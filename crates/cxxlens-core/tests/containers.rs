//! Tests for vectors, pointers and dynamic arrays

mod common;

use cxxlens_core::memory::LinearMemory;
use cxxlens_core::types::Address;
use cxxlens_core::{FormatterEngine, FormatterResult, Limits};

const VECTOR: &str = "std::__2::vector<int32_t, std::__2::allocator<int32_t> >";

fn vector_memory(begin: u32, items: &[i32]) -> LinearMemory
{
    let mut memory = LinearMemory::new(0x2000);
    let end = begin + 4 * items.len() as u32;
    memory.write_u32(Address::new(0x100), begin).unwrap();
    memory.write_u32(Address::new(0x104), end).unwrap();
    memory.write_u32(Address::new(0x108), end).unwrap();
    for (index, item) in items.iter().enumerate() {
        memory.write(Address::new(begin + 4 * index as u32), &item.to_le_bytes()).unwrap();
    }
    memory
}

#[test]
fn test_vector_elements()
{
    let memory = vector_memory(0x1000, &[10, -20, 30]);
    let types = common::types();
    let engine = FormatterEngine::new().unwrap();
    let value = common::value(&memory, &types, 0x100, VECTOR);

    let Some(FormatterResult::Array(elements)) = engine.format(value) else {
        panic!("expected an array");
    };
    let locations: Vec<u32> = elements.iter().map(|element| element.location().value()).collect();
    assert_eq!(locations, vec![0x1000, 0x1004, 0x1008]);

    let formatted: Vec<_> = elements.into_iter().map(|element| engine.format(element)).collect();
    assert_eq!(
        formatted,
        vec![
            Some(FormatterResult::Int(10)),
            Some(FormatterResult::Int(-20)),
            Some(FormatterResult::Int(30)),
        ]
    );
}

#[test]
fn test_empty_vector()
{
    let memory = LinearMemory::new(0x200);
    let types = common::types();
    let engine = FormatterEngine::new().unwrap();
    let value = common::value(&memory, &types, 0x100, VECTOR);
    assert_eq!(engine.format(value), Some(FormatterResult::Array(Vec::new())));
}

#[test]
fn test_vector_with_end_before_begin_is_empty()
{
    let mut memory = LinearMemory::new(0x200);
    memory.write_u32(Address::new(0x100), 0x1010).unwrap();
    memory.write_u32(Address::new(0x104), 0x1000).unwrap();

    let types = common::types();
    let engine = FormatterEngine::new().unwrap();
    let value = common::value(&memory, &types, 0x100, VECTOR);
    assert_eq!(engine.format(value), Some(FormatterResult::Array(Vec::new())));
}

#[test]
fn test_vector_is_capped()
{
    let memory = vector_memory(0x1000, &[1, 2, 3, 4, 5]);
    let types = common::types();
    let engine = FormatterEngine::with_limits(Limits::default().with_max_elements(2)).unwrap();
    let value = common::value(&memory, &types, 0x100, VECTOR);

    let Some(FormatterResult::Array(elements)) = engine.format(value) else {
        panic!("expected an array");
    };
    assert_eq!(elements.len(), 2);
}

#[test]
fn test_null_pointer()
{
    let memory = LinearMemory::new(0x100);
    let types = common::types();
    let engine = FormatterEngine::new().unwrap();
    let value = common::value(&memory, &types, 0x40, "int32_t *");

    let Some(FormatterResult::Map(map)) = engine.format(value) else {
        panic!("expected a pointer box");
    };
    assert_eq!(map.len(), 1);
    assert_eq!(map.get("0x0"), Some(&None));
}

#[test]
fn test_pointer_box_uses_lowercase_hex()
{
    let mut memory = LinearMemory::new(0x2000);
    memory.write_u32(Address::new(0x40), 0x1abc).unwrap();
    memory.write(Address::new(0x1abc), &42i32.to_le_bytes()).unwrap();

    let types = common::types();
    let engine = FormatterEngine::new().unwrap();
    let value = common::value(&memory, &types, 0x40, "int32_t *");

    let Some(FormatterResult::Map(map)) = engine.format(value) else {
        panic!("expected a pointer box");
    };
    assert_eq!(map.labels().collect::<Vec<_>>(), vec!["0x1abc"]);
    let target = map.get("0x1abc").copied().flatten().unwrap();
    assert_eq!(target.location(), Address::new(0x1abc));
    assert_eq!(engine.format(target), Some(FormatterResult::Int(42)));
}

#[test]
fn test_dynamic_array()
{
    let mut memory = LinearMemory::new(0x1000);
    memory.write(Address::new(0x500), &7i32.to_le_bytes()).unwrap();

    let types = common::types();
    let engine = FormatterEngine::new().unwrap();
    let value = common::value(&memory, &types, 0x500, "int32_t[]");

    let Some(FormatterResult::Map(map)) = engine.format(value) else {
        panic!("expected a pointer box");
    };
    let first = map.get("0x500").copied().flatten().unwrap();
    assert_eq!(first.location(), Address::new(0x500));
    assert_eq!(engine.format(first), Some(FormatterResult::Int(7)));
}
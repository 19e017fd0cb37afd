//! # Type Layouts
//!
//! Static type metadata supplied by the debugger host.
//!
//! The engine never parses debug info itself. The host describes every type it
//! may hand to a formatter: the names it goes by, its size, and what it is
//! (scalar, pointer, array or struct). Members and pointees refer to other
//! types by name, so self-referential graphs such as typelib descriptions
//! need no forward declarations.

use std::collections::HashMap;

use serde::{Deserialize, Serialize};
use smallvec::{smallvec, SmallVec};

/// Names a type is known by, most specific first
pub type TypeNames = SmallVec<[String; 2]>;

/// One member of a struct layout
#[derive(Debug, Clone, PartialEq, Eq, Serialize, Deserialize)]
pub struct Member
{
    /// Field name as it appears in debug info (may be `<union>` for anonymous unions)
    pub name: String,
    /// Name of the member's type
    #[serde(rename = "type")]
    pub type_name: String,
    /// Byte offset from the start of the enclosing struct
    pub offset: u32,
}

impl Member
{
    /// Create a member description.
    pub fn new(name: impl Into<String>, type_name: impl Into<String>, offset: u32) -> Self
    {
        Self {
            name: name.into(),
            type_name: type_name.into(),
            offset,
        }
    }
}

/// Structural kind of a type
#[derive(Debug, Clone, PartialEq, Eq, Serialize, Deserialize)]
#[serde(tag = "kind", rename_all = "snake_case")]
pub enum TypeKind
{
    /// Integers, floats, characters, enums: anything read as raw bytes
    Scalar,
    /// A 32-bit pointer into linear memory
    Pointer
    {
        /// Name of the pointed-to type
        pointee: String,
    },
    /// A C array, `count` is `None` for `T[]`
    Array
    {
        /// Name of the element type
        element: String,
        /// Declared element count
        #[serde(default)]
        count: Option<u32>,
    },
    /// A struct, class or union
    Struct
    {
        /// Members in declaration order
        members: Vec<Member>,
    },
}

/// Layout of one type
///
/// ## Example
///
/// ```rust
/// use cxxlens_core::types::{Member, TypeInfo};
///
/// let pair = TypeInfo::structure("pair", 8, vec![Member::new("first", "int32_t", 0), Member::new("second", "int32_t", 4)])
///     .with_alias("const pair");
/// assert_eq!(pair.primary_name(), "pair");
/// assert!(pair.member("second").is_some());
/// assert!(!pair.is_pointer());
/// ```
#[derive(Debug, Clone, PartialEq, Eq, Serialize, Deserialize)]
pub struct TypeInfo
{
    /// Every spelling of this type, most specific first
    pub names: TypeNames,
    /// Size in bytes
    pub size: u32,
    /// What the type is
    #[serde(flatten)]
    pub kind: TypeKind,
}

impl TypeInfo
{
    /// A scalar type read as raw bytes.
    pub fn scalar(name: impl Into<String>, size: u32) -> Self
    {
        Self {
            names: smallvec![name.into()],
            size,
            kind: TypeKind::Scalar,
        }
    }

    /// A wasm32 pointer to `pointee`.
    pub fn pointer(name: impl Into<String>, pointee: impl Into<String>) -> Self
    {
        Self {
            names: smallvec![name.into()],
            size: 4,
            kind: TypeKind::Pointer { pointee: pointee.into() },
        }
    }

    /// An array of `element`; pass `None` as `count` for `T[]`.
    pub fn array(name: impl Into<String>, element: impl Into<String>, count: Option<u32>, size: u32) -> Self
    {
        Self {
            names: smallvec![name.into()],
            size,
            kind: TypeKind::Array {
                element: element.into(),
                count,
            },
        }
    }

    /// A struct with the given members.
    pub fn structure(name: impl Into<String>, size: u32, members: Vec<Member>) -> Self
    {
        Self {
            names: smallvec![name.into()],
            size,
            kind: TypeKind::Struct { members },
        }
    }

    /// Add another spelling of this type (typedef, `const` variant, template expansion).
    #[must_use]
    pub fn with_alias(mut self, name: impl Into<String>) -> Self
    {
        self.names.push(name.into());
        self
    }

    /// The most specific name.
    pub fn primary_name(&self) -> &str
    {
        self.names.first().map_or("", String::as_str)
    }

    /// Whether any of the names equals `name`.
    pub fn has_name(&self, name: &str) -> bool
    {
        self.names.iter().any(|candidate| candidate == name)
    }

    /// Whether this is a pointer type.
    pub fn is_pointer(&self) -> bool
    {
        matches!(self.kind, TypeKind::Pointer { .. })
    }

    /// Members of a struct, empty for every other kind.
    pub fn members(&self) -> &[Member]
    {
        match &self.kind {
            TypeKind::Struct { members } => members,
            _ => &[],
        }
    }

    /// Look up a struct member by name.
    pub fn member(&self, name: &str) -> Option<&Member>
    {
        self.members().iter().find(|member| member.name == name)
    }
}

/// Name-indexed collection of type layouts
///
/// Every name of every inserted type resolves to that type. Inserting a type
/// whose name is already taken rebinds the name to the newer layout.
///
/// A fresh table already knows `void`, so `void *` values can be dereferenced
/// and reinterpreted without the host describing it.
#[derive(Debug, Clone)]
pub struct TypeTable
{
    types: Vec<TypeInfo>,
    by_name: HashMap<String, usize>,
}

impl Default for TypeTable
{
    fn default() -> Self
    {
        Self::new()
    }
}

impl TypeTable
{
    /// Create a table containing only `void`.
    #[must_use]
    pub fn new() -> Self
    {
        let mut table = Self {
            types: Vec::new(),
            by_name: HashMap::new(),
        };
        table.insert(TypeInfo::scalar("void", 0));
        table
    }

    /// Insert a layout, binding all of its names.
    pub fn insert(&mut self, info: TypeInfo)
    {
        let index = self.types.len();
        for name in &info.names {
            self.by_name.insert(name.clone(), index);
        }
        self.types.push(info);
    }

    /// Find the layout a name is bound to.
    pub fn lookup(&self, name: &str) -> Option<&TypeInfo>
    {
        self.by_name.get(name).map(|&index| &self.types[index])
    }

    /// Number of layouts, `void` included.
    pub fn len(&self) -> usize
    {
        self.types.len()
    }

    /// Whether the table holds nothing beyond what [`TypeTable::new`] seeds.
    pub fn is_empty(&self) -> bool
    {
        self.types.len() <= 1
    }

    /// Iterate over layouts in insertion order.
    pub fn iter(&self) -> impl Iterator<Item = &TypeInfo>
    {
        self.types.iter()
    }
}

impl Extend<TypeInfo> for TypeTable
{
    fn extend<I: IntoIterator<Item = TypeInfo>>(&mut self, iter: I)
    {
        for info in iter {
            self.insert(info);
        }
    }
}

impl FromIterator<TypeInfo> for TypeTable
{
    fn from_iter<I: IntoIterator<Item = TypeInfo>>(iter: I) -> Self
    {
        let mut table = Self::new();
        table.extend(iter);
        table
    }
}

- Exercise prompt -
Could you write out exactly the lines above, starting at the first one and ending with the line that has "memory.write_u32(Address::new(0x108), end).unwrap();"?

- Finished task -
filename crates/cxxlens-core/tests/containers.rs
//! Tests for vectors, pointers and dynamic arrays

mod common;

use cxxlens_core::memory::LinearMemory;
use cxxlens_core::types::Address;
use cxxlens_core::{FormatterEngine, FormatterResult, Limits};

const VECTOR: &str = "std::__2::vector<int32_t, std::__2::allocator<int32_t> >";

fn vector_memory(begin: u32, items: &[i32]) -> LinearMemory
{
    let mut memory = LinearMemory::new(0x2000);
    let end = begin + 4 * items.len() as u32;
    memory.write_u32(Address::new(0x100), begin).unwrap();
    memory.write_u32(Address::new(0x104), end).unwrap();
    memory.write_u32(Address::new(0x108), end).unwrap();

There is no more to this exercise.